According to the RAC folks, I had just committed Medicare fraud by unnecessarily admitting her to the hospital. This gotcha exercise was the result of rule changes made about 15 years ago. Medicare made this artificial distinction between “admitting” a patient and “observing” a patient. It developed books of rules that nurses read to see if patients in a hospital still qualify to be there.
Therefore, I was accused of committing Medicare fraud literally because some doctor wrote “Admit to …” instead of “Observation” in the original physician orders. Nothing else was felt to be wrong about her time in the hospital. Because I was the discharging doctor, I was assigned the responsibility for everything that happened before me. All this for a woman who clearly needed to be in a hospital but — because of our appropriately aggressive care — was only there for about 48 hours. The ultimate stupidity of this accusation is that patients can be observed for up to 48 hours, so the only issue was one of language on the original orders.

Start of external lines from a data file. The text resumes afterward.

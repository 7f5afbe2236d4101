//! Square RGB pixel buffers and the side-by-side triptych they compose into.

use crate::color::Color;
use crate::error::{Error, Result};

/// A square, row-major RGB buffer with its origin at the top-left corner.
///
/// Writes outside the canvas are dropped; reads outside it are errors.
#[derive(Debug, Clone, PartialEq, Eq)]
pub struct Canvas {
    size: usize,
    pixels: Vec<Color>,
}

impl Canvas {
    /// Allocate a `size` x `size` canvas filled with black.
    pub fn new(size: usize) -> Self {
        Self {
            size,
            pixels: vec![Color::BLACK; size * size],
        }
    }

    pub fn size(&self) -> usize {
        self.size
    }

    pub fn clear(&mut self) {
        self.pixels.fill(Color::BLACK);
    }

    #[inline]
    fn index(&self, x: i32, y: i32) -> Option<usize> {
        let size = self.size as i64;
        let (x, y) = (x as i64, y as i64);
        if x >= 0 && y >= 0 && x < size && y < size {
            Some(y as usize * self.size + x as usize)
        } else {
            None
        }
    }

    /// Write a pixel; coordinates outside the canvas are silently clipped.
    #[inline]
    pub fn set_pixel(&mut self, x: i32, y: i32, color: Color) {
        if let Some(idx) = self.index(x, y) {
            self.pixels[idx] = color;
        }
    }

    pub fn get_pixel(&self, x: i32, y: i32) -> Result<Color> {
        self.index(x, y)
            .map(|idx| self.pixels[idx])
            .ok_or(Error::OutOfBounds {
                x,
                y,
                size: self.size,
            })
    }

    /// Row-major pixel slice.
    pub fn pixels(&self) -> &[Color] {
        &self.pixels
    }

    /// Packed `RGBRGB...` bytes, row-major.
    pub fn to_rgb_bytes(&self) -> Vec<u8> {
        self.pixels.iter().flat_map(|c| c.to_array()).collect()
    }

    /// Number of pixels that are not black.
    pub fn lit_pixel_count(&self) -> usize {
        self.pixels.iter().filter(|&&c| c != Color::BLACK).count()
    }
}

/// Three equally sized canvases laid out left to right as one RGB image.
#[derive(Debug, Clone, PartialEq, Eq)]
pub struct Triptych {
    width: usize,
    height: usize,
    data: Vec<u8>,
}

impl Triptych {
    /// Concatenate the panels horizontally.
    ///
    /// Panels are expected to share one size; the first panel's size is used
    /// and smaller panels leave black gaps.
    pub fn compose(panels: [&Canvas; 3]) -> Self {
        let size = panels[0].size();
        let width = size * panels.len();
        let mut data = vec![0u8; width * size * 3];

        for (slot, panel) in panels.iter().enumerate() {
            let panel_size = panel.size().min(size);
            for y in 0..panel_size {
                for x in 0..panel_size {
                    let color = panel.pixels[y * panel.size() + x];
                    let dst = (y * width + slot * size + x) * 3;
                    data[dst..dst + 3].copy_from_slice(&color.to_array());
                }
            }
        }

        Self {
            width,
            height: size,
            data,
        }
    }

    pub fn width(&self) -> usize {
        self.width
    }

    pub fn height(&self) -> usize {
        self.height
    }

    /// Packed RGB bytes, row-major.
    pub fn as_bytes(&self) -> &[u8] {
        &self.data
    }

    pub fn get_pixel(&self, x: usize, y: usize) -> Option<Color> {
        if x >= self.width || y >= self.height {
            return None;
        }
        let idx = (y * self.width + x) * 3;
        Some(Color::new(self.data[idx], self.data[idx + 1], self.data[idx + 2]))
    }
}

How long should any patient stay in a hospital? Once again, this is a huge issue the NIH funds little research to answer. It funds research in miracles, not efficiency. Like so many other issues relating to the efficient delivery of healthcare, the real issues are risk and cost. If a patient is feeling better than when she was first admitted to the hospital, but not 100%, what is the risk of sending the patient home? How much risk is so low it just is not worth the cost? Instead of facing these issues and funding research to give all physicians who care for hospitalized patients answers, Medicare takes the easy way out and just writes silly rules with no solid research base to back it up.